Qu’est-ce que le « scromiting » ? Que savoir sur les affections douloureuses liées à une consommation excessive de cannabis
Publié le 10.12.2025 à 09h15 – Par Élise Delacroix – Temps de lecture 5mn
Un nombre croissant de cas aux urgences attirent l’attention sur le « scromiting », un terme désignant une affection douloureuse signalée chez les gros consommateurs de cannabis.
Un nombre croissant de cas aux urgences attirent l’attention sur le « scromiting », un terme d’argot désignant une affection douloureuse rapportée chez les gros consommateurs de cannabis.
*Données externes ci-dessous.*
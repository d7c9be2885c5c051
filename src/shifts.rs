//! Waiter/barista shift lifecycle for Brew POS.
//!
//! A shift is a role-scoped cash-drawer session with a two-state lifecycle:
//! OPEN → CLOSED via END_SHIFT. One open shift per (user, role) pair at a
//! time — the uniqueness guard keeps a single identity from double-booking a
//! cash drawer. Closed shifts are terminal.

use chrono::{DateTime, Duration, Utc};
use serde::{Deserialize, Serialize};
use tracing::info;
use uuid::Uuid;

use crate::db::DbState;
use crate::error::DomainError;
use crate::repository::ShiftStore;
use crate::values::validate_cash_amount;

// ---------------------------------------------------------------------------
// Types
// ---------------------------------------------------------------------------

/// Roles that operate a cash drawer through this lifecycle.
#[derive(Debug, Clone, Copy, PartialEq, Eq, Serialize, Deserialize)]
#[serde(rename_all = "SCREAMING_SNAKE_CASE")]
pub enum ShiftRole {
    Waiter,
    Barista,
}

impl std::fmt::Display for ShiftRole {
    fn fmt(&self, f: &mut std::fmt::Formatter<'_>) -> std::fmt::Result {
        f.write_str(match self {
            Self::Waiter => "WAITER",
            Self::Barista => "BARISTA",
        })
    }
}

#[derive(Debug, Clone, Copy, PartialEq, Eq, Serialize, Deserialize)]
#[serde(rename_all = "SCREAMING_SNAKE_CASE")]
pub enum ShiftStatus {
    Open,
    Closed,
}

impl std::fmt::Display for ShiftStatus {
    fn fmt(&self, f: &mut std::fmt::Formatter<'_>) -> std::fmt::Result {
        f.write_str(match self {
            Self::Open => "OPEN",
            Self::Closed => "CLOSED",
        })
    }
}

/// The only event in this machine.
#[derive(Debug, Clone, Copy, PartialEq, Eq, Serialize, Deserialize)]
#[serde(rename_all = "SCREAMING_SNAKE_CASE")]
pub enum ShiftEvent {
    EndShift,
}

impl std::fmt::Display for ShiftEvent {
    fn fmt(&self, f: &mut std::fmt::Formatter<'_>) -> std::fmt::Result {
        f.write_str("END_SHIFT")
    }
}

/// Role-scoped cash-drawer session.
#[derive(Debug, Clone, Serialize, Deserialize)]
pub struct Shift {
    pub id: String,
    pub user_id: String,
    pub user_name: String,
    pub role: ShiftRole,
    pub status: ShiftStatus,
    pub started_at: DateTime<Utc>,
    #[serde(skip_serializing_if = "Option::is_none")]
    pub ended_at: Option<DateTime<Utc>>,
    pub starting_cash: f64,
    /// Running cash revenue total, bumped per cash payment.
    pub cash_sales: f64,
    /// Cash already transferred to a cashier via confirmed handovers.
    pub handed_over: f64,
}

impl Shift {
    /// Open a shift with a starting cash float.
    pub fn open(
        user_id: &str,
        user_name: &str,
        role: ShiftRole,
        starting_cash: f64,
        started_at: DateTime<Utc>,
    ) -> Result<Self, DomainError> {
        if user_id.trim().is_empty() {
            return Err(DomainError::validation("shift requires a user id"));
        }
        validate_cash_amount(starting_cash, "starting cash")?;
        Ok(Self {
            id: Uuid::new_v4().to_string(),
            user_id: user_id.to_string(),
            user_name: user_name.to_string(),
            role,
            status: ShiftStatus::Open,
            started_at,
            ended_at: None,
            starting_cash,
            cash_sales: 0.0,
            handed_over: 0.0,
        })
    }

    /// Adjacency check for the single END_SHIFT edge.
    pub fn validate_event(&self, event: ShiftEvent) -> Result<(), DomainError> {
        match (self.status, event) {
            (ShiftStatus::Open, ShiftEvent::EndShift) => Ok(()),
            (status, event) => Err(DomainError::invalid_transition(status, event)),
        }
    }

    /// End the shift. Terminal — a closed shift never reopens.
    pub fn end(&self, ended_at: DateTime<Utc>) -> Result<Self, DomainError> {
        self.validate_event(ShiftEvent::EndShift)?;
        let mut next = self.clone();
        next.status = ShiftStatus::Closed;
        next.ended_at = Some(ended_at);
        Ok(next)
    }

    /// Shift duration; zero while the shift is still open.
    pub fn duration(&self) -> Duration {
        match self.ended_at {
            Some(ended) => ended - self.started_at,
            None => Duration::zero(),
        }
    }

    /// Cash the drawer should physically hold right now.
    pub fn cash_on_hand(&self) -> f64 {
        self.starting_cash + self.cash_sales - self.handed_over
    }

    /// Record a cash sale against the open drawer.
    pub fn add_cash_sale(&self, amount: f64) -> Result<Self, DomainError> {
        validate_cash_amount(amount, "cash sale amount")?;
        if self.status != ShiftStatus::Open {
            return Err(DomainError::workflow(
                "cannot record a cash sale on a closed shift",
            ));
        }
        let mut next = self.clone();
        next.cash_sales += amount;
        Ok(next)
    }

    /// Record cash leaving the drawer through a confirmed handover.
    pub fn add_handover(&self, amount: f64) -> Result<Self, DomainError> {
        validate_cash_amount(amount, "handover amount")?;
        if self.status != ShiftStatus::Open {
            return Err(DomainError::workflow(
                "cannot hand over cash from a closed shift",
            ));
        }
        let mut next = self.clone();
        next.handed_over += amount;
        Ok(next)
    }
}

// ---------------------------------------------------------------------------
// Services
// ---------------------------------------------------------------------------

/// Open a new shift for a staff member.
///
/// Fails if the user already has an open shift in the same role; the same
/// user may hold open shifts in different roles simultaneously.
pub fn open_shift(
    db: &DbState,
    user_id: &str,
    user_name: &str,
    role: ShiftRole,
    starting_cash: f64,
) -> Result<Shift, DomainError> {
    let store = ShiftStore::new(db);
    if let Some(existing) = store.find_open(user_id, role)? {
        return Err(DomainError::workflow(format!(
            "{user_id} already has an open {role} shift ({})",
            existing.id
        )));
    }

    let shift = Shift::open(user_id, user_name, role, starting_cash, Utc::now())?;
    store.save(&shift)?;

    info!(shift_id = %shift.id, user_id = %user_id, role = %role, "Shift opened");
    Ok(shift)
}

/// End an open shift.
pub fn end_shift(db: &DbState, shift_id: &str) -> Result<Shift, DomainError> {
    let store = ShiftStore::new(db);
    let shift = store.load(shift_id)?;
    let ended = shift.end(Utc::now())?;
    store.save(&ended)?;

    info!(
        shift_id = %shift_id,
        cash_sales = %ended.cash_sales,
        handed_over = %ended.handed_over,
        "Shift ended"
    );
    Ok(ended)
}

// ===========================================================================
// Tests
// ===========================================================================

#[cfg(test)]
mod tests {
    use super::*;
    use crate::db;
    use chrono::TimeZone;

    fn ts(hour: u32) -> DateTime<Utc> {
        Utc.with_ymd_and_hms(2025, 6, 1, hour, 0, 0).unwrap()
    }

    #[test]
    fn test_duplicate_open_shift_fails_for_same_role() {
        let db = db::test_db();
        open_shift(&db, "user-1", "Ana", ShiftRole::Waiter, 50000.0).unwrap();

        let err = open_shift(&db, "user-1", "Ana", ShiftRole::Waiter, 0.0).unwrap_err();
        match err {
            DomainError::WorkflowViolation(msg) => {
                assert!(msg.contains("already has an open"), "got: {msg}")
            }
            other => panic!("expected WorkflowViolation, got {other:?}"),
        }

        // Different role for the same user is fine
        open_shift(&db, "user-1", "Ana", ShiftRole::Barista, 0.0).unwrap();
    }

    #[test]
    fn test_reopening_after_close_is_allowed() {
        let db = db::test_db();
        let shift = open_shift(&db, "user-1", "Ana", ShiftRole::Waiter, 0.0).unwrap();
        end_shift(&db, &shift.id).unwrap();
        open_shift(&db, "user-1", "Ana", ShiftRole::Waiter, 0.0).unwrap();
    }

    #[test]
    fn test_end_shift_is_terminal() {
        let shift = Shift::open("user-1", "Ana", ShiftRole::Waiter, 0.0, ts(8)).unwrap();
        let ended = shift.end(ts(16)).unwrap();
        assert_eq!(ended.status, ShiftStatus::Closed);

        let err = ended.end(ts(17)).unwrap_err();
        assert!(matches!(err, DomainError::InvalidTransition { .. }));
    }

    #[test]
    fn test_duration_zero_while_open() {
        let shift = Shift::open("user-1", "Ana", ShiftRole::Waiter, 0.0, ts(8)).unwrap();
        assert_eq!(shift.duration(), Duration::zero());

        let ended = shift.end(ts(16)).unwrap();
        assert_eq!(ended.duration(), Duration::hours(8));
    }

    #[test]
    fn test_cash_on_hand_tracks_sales_and_handovers() {
        let shift = Shift::open("user-1", "Ana", ShiftRole::Waiter, 100000.0, ts(8)).unwrap();
        let shift = shift.add_cash_sale(50000.0).unwrap();
        let shift = shift.add_handover(120000.0).unwrap();
        assert_eq!(shift.cash_on_hand(), 30000.0);

        let ended = shift.end(ts(16)).unwrap();
        assert!(ended.add_cash_sale(1000.0).is_err());
        assert!(ended.add_handover(1000.0).is_err());
    }
}
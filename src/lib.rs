//! Brew POS core: order lifecycle, shift lifecycle, cashier shift closure,
//! and cash handover workflows for a cafe point of sale.
//!
//! The domain layer is pure: aggregates expose operations that validate and
//! return new values, and the thin service functions in each module wire
//! those operations to SQLite document storage. State machine rules live in
//! exhaustive transition tables; undefined (state, event) pairs always
//! surface as explicit errors.

use tracing_subscriber::{fmt, layer::SubscriberExt, util::SubscriberInitExt, EnvFilter};

pub mod audit;
pub mod cashier_shift;
pub mod db;
pub mod error;
pub mod handover;
pub mod order_state;
pub mod orders;
pub mod repository;
pub mod shifts;
pub mod state_machine;
pub mod values;

pub use error::DomainError;
pub use state_machine::StateMachineManager;

/// Initialize structured logging (console + daily rolling file).
///
/// Honors `RUST_LOG` when set; defaults to info with debug for this crate.
/// Call once at process startup.
pub fn init_tracing(log_dir: &std::path::Path) {
    let env_filter = EnvFilter::try_from_default_env()
        .unwrap_or_else(|_| EnvFilter::new("info,brew_pos=debug"));

    std::fs::create_dir_all(log_dir).ok();

    let file_appender = tracing_appender::rolling::daily(log_dir, "brew-pos");
    let (non_blocking, guard) = tracing_appender::non_blocking(file_appender);

    let file_layer = fmt::layer()
        .with_writer(non_blocking)
        .with_ansi(false)
        .with_target(true);
    let console_layer = fmt::layer().with_target(true);
    tracing_subscriber::registry()
        .with(env_filter)
        .with(console_layer)
        .with(file_layer)
        .init();

    // Keep the guard alive for the lifetime of the process — dropping it
    // flushes and stops the file writer.
    std::mem::forget(guard);
}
Le mot combine « crier » et « vomir ». Il fait référence aux épisodes où les patients ressentent de fortes nausées, des vomissements incontrôlables et des douleurs abdominales intenses, parfois si extrêmes qu’ils poussent des cris de détresse.

Selon USA Today, des experts médicaux affirment que ce phénomène est officiellement connu sous le nom de syndrome d’hyperémèse cannabinoïde (CHS). Elle a été identifiée pour la première fois en Australie en 2004, lorsqu’une petite étude médicale a examiné 19 consommateurs chroniques de cannabis ayant connu des épisodes récurrents de vomissements sévères.
Le CHS était Bien que le cannabis soit souvent utilisé pour réduire les nausées, une consommation intensive à long terme peut avoir l’effet inverse chez certaines personnes.
Le CHS peut laisser les patients vomissant des dizaines de fois par heure, déshydratant, et incapables de retenir nourriture ou eau. Selon le New York Post, de nombreux patients rapportent que les douches ou bains chauds soulagent temporairement les symptômes.
Pourquoi cela arrive
Les chercheurs ne comprennent pas encore pleinement pourquoi le CHS affecte certains utilisateurs et pas d’autres, mais des études suggèrent qu’une exposition prolongée à des niveaux élevés de THC peut perturber le système endocannabinoïde de l’organisme, qui régule la digestion et les réponses au stress.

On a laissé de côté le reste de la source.